SECTION 1.02. TERMS GENERALLY.
The definitions in Section 1.01 shall apply equally to both the singular
and plural forms of the terms defined. Whenever the context may require, any
pronoun shall include the corresponding masculine, feminine and neuter forms.
The words "include", "includes" and "including" shall be deemed to be followed
12
by the phrase "without limitation". All references herein to Articles, Sections,
Exhibits and Schedules shall be deemed references to Articles and Sections of,
and Exhibits and Schedules to, this Agreement unless the context shall otherwise
require.
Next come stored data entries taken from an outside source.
use axum::http::HeaderValue;
use log::*;
use service::config::Config;
use std::io;
use tokio::net::TcpListener;
use tower_http::cors::{Any, CorsLayer};

pub use error::{Error, Result};
pub use service::AppState;

mod controller;
mod error;
pub mod router;

/// Bind the configured interface and serve the router until the process exits.
pub async fn init_server(app_state: AppState) -> io::Result<()> {
    let interface = app_state
        .config
        .interface
        .clone()
        .unwrap_or_else(|| "127.0.0.1".to_string());
    let addr = format!("{}:{}", interface, app_state.config.port);

    info!(
        "Starting server on {} (auth endpoints under {})",
        addr, app_state.config.auth_base_path
    );

    let cors = cors_layer(&app_state.config);
    let app = router::define_routes(app_state).layer(cors);

    let listener = TcpListener::bind(&addr).await?;
    axum::serve(listener, app).await
}

fn cors_layer(config: &Config) -> CorsLayer {
    let origins: Vec<HeaderValue> = config
        .allowed_origins
        .iter()
        .filter_map(|origin| match HeaderValue::from_str(origin) {
            Ok(value) => Some(value),
            Err(_) => {
                warn!("Ignoring invalid CORS origin: {}", origin);
                None
            }
        })
        .collect();

    CorsLayer::new()
        .allow_origin(origins)
        .allow_methods(Any)
        .allow_headers(Any)
}
//! Read-only authentication queries for page-load collaborators.
//!
//! "Authenticated" means a token set with a non-empty access token exists.
//! Nothing here refreshes tokens or checks expiry or signatures.

use log::*;
use serde::Serialize;

use crate::config::{AuthSettings, TokenScoping};
use crate::error::Error;
use crate::oauth::callback::SESSION_ID_LENGTH;
use crate::oauth::random::random_token;
use crate::oauth::token::{IdTokenClaims, TokenSet};
use crate::store::{keys, TransientStore};

/// Cookie carrying the opaque session id when tokens are scoped per session.
pub const SESSION_COOKIE: &str = "kinde_session";

/// Mint an opaque session id for a browser that has none yet.
pub fn new_session_id() -> String {
    random_token(SESSION_ID_LENGTH)
}

/// Store key holding the token set for this caller, if any can apply.
///
/// Shared scoping always uses `tokens`; per-session scoping needs a session id.
pub fn token_key(settings: &AuthSettings, session_id: Option<&str>) -> Option<String> {
    match settings.token_scoping {
        TokenScoping::Shared => Some(keys::tokens(None)),
        TokenScoping::PerSession => session_id
            .filter(|id| !id.is_empty())
            .map(|id| keys::tokens(Some(id))),
    }
}

/// Load the persisted token set.
///
/// `Ok(None)` when absent or unreadable as a token set; `Err` only when the
/// store itself failed.
pub async fn load_tokens(
    settings: &AuthSettings,
    store: &dyn TransientStore,
    session_id: Option<&str>,
) -> Result<Option<TokenSet>, Error> {
    let key = match token_key(settings, session_id) {
        Some(key) => key,
        None => return Ok(None),
    };

    let value = match store.get(&key).await? {
        Some(value) => value,
        None => return Ok(None),
    };

    match value.into_record::<TokenSet>() {
        Ok(tokens) => Ok(Some(tokens)),
        Err(e) => {
            warn!("Stored token set is malformed, ignoring: {}", e);
            Ok(None)
        }
    }
}

/// True when a token set with a non-empty access token exists.
///
/// Store failures count as "not authenticated".
pub async fn is_authenticated(
    settings: &AuthSettings,
    store: &dyn TransientStore,
    session_id: Option<&str>,
) -> bool {
    match load_tokens(settings, store, session_id).await {
        Ok(tokens) => tokens.map(|t| t.has_access_token()).unwrap_or(false),
        Err(e) => {
            error!("Error checking authentication: {}", e);
            false
        }
    }
}

/// What page-load collaborators get to see about the current caller.
#[derive(Debug, Clone, PartialEq, Serialize)]
pub struct AuthenticationState {
    pub authenticated: bool,
    pub user: Option<IdTokenClaims>,
}

/// Authentication flag plus unverified profile claims from the ID token.
pub async fn current_state(
    settings: &AuthSettings,
    store: &dyn TransientStore,
    session_id: Option<&str>,
) -> AuthenticationState {
    let tokens = match load_tokens(settings, store, session_id).await {
        Ok(tokens) => tokens.filter(TokenSet::has_access_token),
        Err(e) => {
            error!("Error checking authentication: {}", e);
            None
        }
    };

    AuthenticationState {
        authenticated: tokens.is_some(),
        user: tokens.and_then(|t| t.id_token_claims()),
    }
}

/// Unverified profile of the signed-in user, for display only.
pub async fn current_user(
    settings: &AuthSettings,
    store: &dyn TransientStore,
    session_id: Option<&str>,
) -> Option<IdTokenClaims> {
    current_state(settings, store, session_id).await.user
}

#[cfg(test)]
mod tests {
    use super::*;
    use crate::store::{MemoryStore, StoredValue};
    use crate::test_support::{settings, FailingStore};
    use base64::{engine::general_purpose::URL_SAFE_NO_PAD, Engine};
    use serde_json::json;

    async fn put_tokens(store: &MemoryStore, key: &str, tokens: serde_json::Value) {
        store
            .put(key, StoredValue::Record(tokens), None)
            .await
            .unwrap();
    }

    fn full_tokens(access_token: &str) -> serde_json::Value {
        json!({
            "access_token": access_token,
            "refresh_token": null,
            "id_token": null,
            "expires_in": 3600,
            "timestamp": 1_700_000_000_000i64
        })
    }

    #[tokio::test]
    async fn test_not_authenticated_without_tokens() {
        let store = MemoryStore::new();
        assert!(!is_authenticated(&settings(), &store, None).await);
    }

    #[tokio::test]
    async fn test_authenticated_with_access_token() {
        let store = MemoryStore::new();
        put_tokens(&store, "tokens", full_tokens("at")).await;
        assert!(is_authenticated(&settings(), &store, None).await);
    }

    #[tokio::test]
    async fn test_empty_or_missing_access_token() {
        let store = MemoryStore::new();
        put_tokens(&store, "tokens", full_tokens("")).await;
        assert!(!is_authenticated(&settings(), &store, None).await);

        put_tokens(&store, "tokens", json!({"refresh_token": "rt"})).await;
        assert!(!is_authenticated(&settings(), &store, None).await);

        store
            .put("tokens", StoredValue::text("garbage"), None)
            .await
            .unwrap();
        assert!(!is_authenticated(&settings(), &store, None).await);
    }

    #[tokio::test]
    async fn test_store_failure_is_not_authenticated() {
        let store = FailingStore::failing_gets();
        assert!(!is_authenticated(&settings(), &store, None).await);
        assert!(load_tokens(&settings(), &store, None).await.is_err());
    }

    #[tokio::test]
    async fn test_per_session_requires_session_id() {
        let store = MemoryStore::new();
        put_tokens(&store, "tokens", full_tokens("shared")).await;
        put_tokens(&store, "tokens:s1", full_tokens("mine")).await;
        let settings = AuthSettings {
            token_scoping: TokenScoping::PerSession,
            ..settings()
        };

        assert!(!is_authenticated(&settings, &store, None).await);
        assert!(!is_authenticated(&settings, &store, Some("other")).await);
        let tokens = load_tokens(&settings, &store, Some("s1"))
            .await
            .unwrap()
            .unwrap();
        assert_eq!(tokens.access_token, "mine");
    }

    #[tokio::test]
    async fn test_current_state_includes_profile() {
        let store = MemoryStore::new();
        let payload = URL_SAFE_NO_PAD.encode(r#"{"sub":"kp_1","email":"ada@example.com"}"#);
        let mut tokens = full_tokens("at");
        tokens["id_token"] = json!(format!("e30.{}.sig", payload));
        put_tokens(&store, "tokens", tokens).await;

        let state = current_state(&settings(), &store, None).await;
        assert!(state.authenticated);
        assert_eq!(
            current_user(&settings(), &store, None).await,
            state.user.clone()
        );
        let user = state.user.unwrap();
        assert_eq!(user.sub, "kp_1");
        assert_eq!(user.email.as_deref(), Some("ada@example.com"));
    }

    #[test]
    fn test_new_session_ids_are_opaque() {
        let a = new_session_id();
        assert_eq!(a.len(), SESSION_ID_LENGTH);
        assert_ne!(a, new_session_id());
    }

    #[tokio::test]
    async fn test_current_state_anonymous() {
        let store = MemoryStore::new();
        assert_eq!(
            current_state(&settings(), &store, None).await,
            AuthenticationState {
                authenticated: false,
                user: None
            }
        );
    }
}
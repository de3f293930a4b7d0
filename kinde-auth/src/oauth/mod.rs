//! OAuth 2.0 Authorization Code flow against the provider.
//!
//! - [`authorization`]: start a login or registration, register pending state
//! - [`callback`]: validate state, exchange the code, persist tokens
//! - [`logout`]: clear tokens and build the provider logout URL
//! - [`pkce`] / [`random`]: verifier, challenge and state generation
//! - [`token`]: the token endpoint request and the persisted token set

pub mod authorization;
pub mod callback;
pub mod logout;
pub mod pkce;
pub mod random;
pub mod token;

pub use authorization::{AuthorizationParams, AuthorizationRequest, FlowKind};
pub use callback::{CallbackOutcome, CallbackParams};
pub use token::{IdTokenClaims, TokenSet};
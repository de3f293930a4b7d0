//! Shared fixtures for unit tests.

use std::sync::atomic::{AtomicUsize, Ordering};

use async_trait::async_trait;
use secrecy::SecretString;

use crate::config::AuthSettings;
use crate::error::{storage_error, Error, StorageErrorKind};
use crate::store::{MemoryStore, StoredValue, TransientStore};

pub const REDIRECT_URI: &str = "http://localhost:4000/api/auth/kinde_callback";

/// Confidential-client settings pointing at a fictional tenant.
pub fn settings() -> AuthSettings {
    settings_for("https://acme.kinde.com")
}

/// Confidential-client settings with the issuer at `issuer_url` (e.g. a mock server).
pub fn settings_for(issuer_url: &str) -> AuthSettings {
    AuthSettings {
        issuer_url: Some(issuer_url.to_string()),
        client_id: Some("client-id".to_string()),
        client_secret: Some(SecretString::new("client-secret".to_string())),
        redirect_uri: Some(REDIRECT_URI.to_string()),
        ..AuthSettings::default()
    }
}

/// Memory store that can be told to fail operations.
#[derive(Default)]
pub struct FailingStore {
    pub inner: MemoryStore,
    puts_allowed: Option<usize>,
    puts_seen: AtomicUsize,
    fail_gets: bool,
    /// Deletes of keys starting with this prefix fail; `""` fails them all.
    fail_delete_prefix: Option<&'static str>,
    pub deletes_seen: AtomicUsize,
}

impl FailingStore {
    /// Let the first `allowed` puts through, fail every later one.
    pub fn failing_puts_after(allowed: usize) -> Self {
        Self {
            puts_allowed: Some(allowed),
            ..Self::default()
        }
    }

    pub fn failing_gets() -> Self {
        Self {
            fail_gets: true,
            ..Self::default()
        }
    }

    pub fn failing_deletes() -> Self {
        Self::failing_deletes_of("")
    }

    pub fn failing_deletes_of(prefix: &'static str) -> Self {
        Self {
            fail_delete_prefix: Some(prefix),
            ..Self::default()
        }
    }

    fn failure(op: &str) -> Error {
        storage_error(StorageErrorKind::Operation, &format!("injected {} failure", op))
    }
}

#[async_trait]
impl TransientStore for FailingStore {
    async fn put(
        &self,
        key: &str,
        value: StoredValue,
        ttl_secs: Option<u64>,
    ) -> Result<(), Error> {
        let seen = self.puts_seen.fetch_add(1, Ordering::SeqCst);
        if matches!(self.puts_allowed, Some(allowed) if seen >= allowed) {
            return Err(Self::failure("put"));
        }
        self.inner.put(key, value, ttl_secs).await
    }

    async fn get(&self, key: &str) -> Result<Option<StoredValue>, Error> {
        if self.fail_gets {
            return Err(Self::failure("get"));
        }
        self.inner.get(key).await
    }

    async fn delete(&self, key: &str) -> Result<(), Error> {
        self.deletes_seen.fetch_add(1, Ordering::SeqCst);
        if matches!(self.fail_delete_prefix, Some(prefix) if key.starts_with(prefix)) {
            return Err(Self::failure("delete"));
        }
        self.inner.delete(key).await
    }
}
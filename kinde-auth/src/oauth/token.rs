//! Token set persisted after a successful exchange, and the exchange itself.

use base64::{engine::general_purpose::URL_SAFE_NO_PAD, Engine};
use chrono::Utc;
use log::*;
use serde::{Deserialize, Serialize};
use url::Url;

use crate::error::{oauth_error, Error, ErrorKind, OAuthErrorKind};

/// Lifetime assumed when the token endpoint omits `expires_in`.
pub const DEFAULT_EXPIRES_IN_SECS: i64 = 3600;

/// Longest slice of an upstream error body written to the log.
const MAX_LOGGED_BODY: usize = 512;

/// OAuth tokens with metadata, as stored under the `tokens` key.
#[derive(Debug, Clone, PartialEq, Serialize, Deserialize)]
pub struct TokenSet {
    pub access_token: String,
    pub refresh_token: Option<String>,
    pub id_token: Option<String>,
    /// Lifetime of the access token in seconds, as reported at issue time.
    pub expires_in: i64,
    /// Issue time in epoch milliseconds.
    #[serde(rename = "timestamp")]
    pub issued_at_ms: i64,
}

impl TokenSet {
    pub fn has_access_token(&self) -> bool {
        !self.access_token.trim().is_empty()
    }

    /// Claims from the ID token payload.
    ///
    /// The signature is NOT verified; use for display only.
    pub fn id_token_claims(&self) -> Option<IdTokenClaims> {
        let payload = self.id_token.as_deref()?.split('.').nth(1)?;
        let bytes = URL_SAFE_NO_PAD
            .decode(payload.trim_end_matches('='))
            .ok()?;
        serde_json::from_slice(&bytes).ok()
    }
}

/// Profile claims carried by a Kinde ID token.
#[derive(Debug, Clone, PartialEq, Serialize, Deserialize)]
pub struct IdTokenClaims {
    pub sub: String,
    #[serde(default)]
    pub email: Option<String>,
    #[serde(default)]
    pub given_name: Option<String>,
    #[serde(default)]
    pub family_name: Option<String>,
    #[serde(default)]
    pub picture: Option<String>,
}

/// OAuth token response from the provider.
#[derive(Debug, Deserialize)]
struct TokenResponse {
    #[serde(default)]
    access_token: Option<String>,
    #[serde(default)]
    refresh_token: Option<String>,
    #[serde(default)]
    id_token: Option<String>,
    #[serde(default)]
    expires_in: Option<i64>,
}

/// How the client proves itself at the token endpoint. Exactly one is sent.
pub enum ClientCredential<'a> {
    /// Confidential client flow.
    Secret(&'a str),
    /// PKCE flow.
    Verifier(&'a str),
}

/// Request to exchange authorization code for tokens
#[derive(Serialize)]
struct TokenExchangeRequest<'a> {
    grant_type: &'static str,
    code: &'a str,
    redirect_uri: &'a str,
    client_id: &'a str,
    #[serde(skip_serializing_if = "Option::is_none")]
    client_secret: Option<&'a str>,
    #[serde(skip_serializing_if = "Option::is_none")]
    code_verifier: Option<&'a str>,
}

/// Exchange authorization code for tokens at `token_url`.
///
/// Transport failures, timeouts, non-2xx statuses and non-JSON bodies are
/// `TokenExchangeFailed`; JSON without an `access_token` is
/// `MalformedTokenResponse`. Upstream bodies are logged, never returned.
pub async fn exchange_code(
    client: &reqwest::Client,
    token_url: Url,
    client_id: &str,
    redirect_uri: &str,
    code: &str,
    credential: ClientCredential<'_>,
) -> Result<TokenSet, Error> {
    let (client_secret, code_verifier) = match credential {
        ClientCredential::Secret(secret) => (Some(secret), None),
        ClientCredential::Verifier(verifier) => (None, Some(verifier)),
    };

    let request = TokenExchangeRequest {
        grant_type: "authorization_code",
        code,
        redirect_uri,
        client_id,
        client_secret,
        code_verifier,
    };

    debug!(
        "Exchanging authorization code for tokens (pkce: {})",
        code_verifier.is_some()
    );

    let response = client
        .post(token_url)
        .header(reqwest::header::ACCEPT, "application/json")
        .form(&request)
        .send()
        .await
        .map_err(|e| {
            warn!("Token endpoint request failed (timeout: {}): {:?}", e.is_timeout(), e);
            Error::from(e)
        })?;

    let status = response.status();
    let body = response.text().await?;

    if !status.is_success() {
        warn!(
            "Token endpoint returned {}: {}",
            status,
            truncate(&body, MAX_LOGGED_BODY)
        );
        return Err(oauth_error(
            OAuthErrorKind::TokenExchangeFailed,
            &format!("Token endpoint returned {}", status),
        ));
    }

    let json: serde_json::Value = serde_json::from_str(&body).map_err(|e| {
        warn!("Token endpoint returned a non-JSON body: {:?}", e);
        Error {
            source: Some(Box::new(e)),
            error_kind: ErrorKind::OAuth(OAuthErrorKind::TokenExchangeFailed),
        }
    })?;

    let tokens: TokenResponse = serde_json::from_value(json).map_err(|e| Error {
        source: Some(Box::new(e)),
        error_kind: ErrorKind::OAuth(OAuthErrorKind::MalformedTokenResponse),
    })?;

    let access_token = tokens
        .access_token
        .filter(|token| !token.is_empty())
        .ok_or_else(|| {
            warn!("Token endpoint response carried no access_token");
            oauth_error(
                OAuthErrorKind::MalformedTokenResponse,
                "Token response is missing access_token",
            )
        })?;

    info!("Successfully exchanged authorization code for tokens");

    Ok(TokenSet {
        access_token,
        refresh_token: tokens.refresh_token,
        id_token: tokens.id_token,
        expires_in: tokens.expires_in.unwrap_or(DEFAULT_EXPIRES_IN_SECS),
        issued_at_ms: Utc::now().timestamp_millis(),
    })
}

fn truncate(text: &str, max: usize) -> &str {
    match text.char_indices().nth(max) {
        Some((idx, _)) => &text[..idx],
        None => text,
    }
}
Except as otherwise expressly provided herein, all terms of an
accounting or financial nature shall be construed in accordance with GAAP, as in
effect from time to time; provided, however, that for purposes of determining
compliance with any covenant set forth in Article V, such terms shall be
construed in accordance with GAAP as in effect on the date hereof applied on a
basis consistent with the application used in preparing the Borrower's audited
financial statements referred to in Section 3.05.
ARTICLE II
THE CREDITS
SECTION 2.01. THE COMMITMENT.
The Lender has, prior to the date hereof, arranged the issuance of Letters
of Credit for the account of the Borrower in the amounts and with the expiration
dates specified on Schedule 1.01. Subject to the terms and conditions and
relying upon the representations and warranties herein set forth, the Lender
agrees, at any time and from time to time prior to the Maturity Date to finance
and re-finance the Borrower's reimbursement obligations in respect of drawings
under Letters of Credit, as required pursuant to Section 2.04(b) or as permitted
pursuant to Section 2.02(c), in an aggregate principal amount at any time
outstanding not to exceed the Commitment, subject, however, to the conditions
that at no time shall the Outstanding Credits exceed the Commitment. Once repaid
hereunder, Loans may not be reborrowed, other than pursuant to Section 2.02(c),
and no Letter of Credit may be extended or may be modified to increase the
stated amount thereof.
SECTION 2.02. LOANS.
(a) Each Loan shall be in an aggregate principal amount that is an integral
multiple of $5,000,000 and not less than $25,000,000 (or an aggregate principal
amount equal to (x) the remaining balance of the available Commitment or (y) the
amount of the Borrower's reimbursement obligation being financed or refinanced
thereby).
(b) Each Loan shall be a Eurodollar Loan or an ABR Loan, as the Borrower
may request pursuant to Section 2.03. Loans of more than one Type may be
outstanding at the same time.
(c) The Borrower may refinance all or any part of any Loan with a Loan of
the same or a different Type, subject to the conditions and limitations set
forth in this Agreement. Any Loan or part thereof so refinanced shall be deemed
to be repaid or prepaid in accordance with Section 2.06 or 2.11, as applicable,
with the proceeds of a new Loan.
SECTION 2.03. LOAN PROCEDURE.
In order to request a Loan to refinance Loans made under Section 2.04(b) or
to refinance any such Loan, the Borrower shall hand deliver or telecopy to the
Lender a duly completed Lending Request in the form of Exhibit A (i) in the case
of a Eurodollar Loan, not later than 11:00 a.m., New York City time, three
13
Business Days before such Loan, and (ii) in the case of an ABR Loan, not later
than 11:00 a.m., New York City time, one Business Day before such Loan. Such
notice shall be irrevocable and shall in each case specify (A) whether the Loan
then being requested is to be a Eurodollar Loan or an ABR Loan; (B) the date of
such Loan (which shall be a Business Day) and the amount thereof; and (C) if
such Loan is to be a Eurodollar Loan, the Interest Period with respect thereto,
which shall not end after the Maturity Date. If no election as to the Type of
Loan is specified in any such notice, then the requested Loan shall be an ABR
Loan. If no Interest Period with respect to any Eurodollar Loan is specified in
any such notice, then the Borrower shall be deemed to have selected an Interest
Period of one month's duration (subject to the limitations set forth in the
definition of "Interest Period"). If the Borrower shall not have given notice in
accordance with this Section 2.03 of its election to refinance a Loan prior to
the end of the Interest Period in effect for such Loan, then the Borrower shall
(unless such Loan is repaid at the end of such Interest Period) be deemed to
have given notice of an election to refinance such Loan with an ABR Loan.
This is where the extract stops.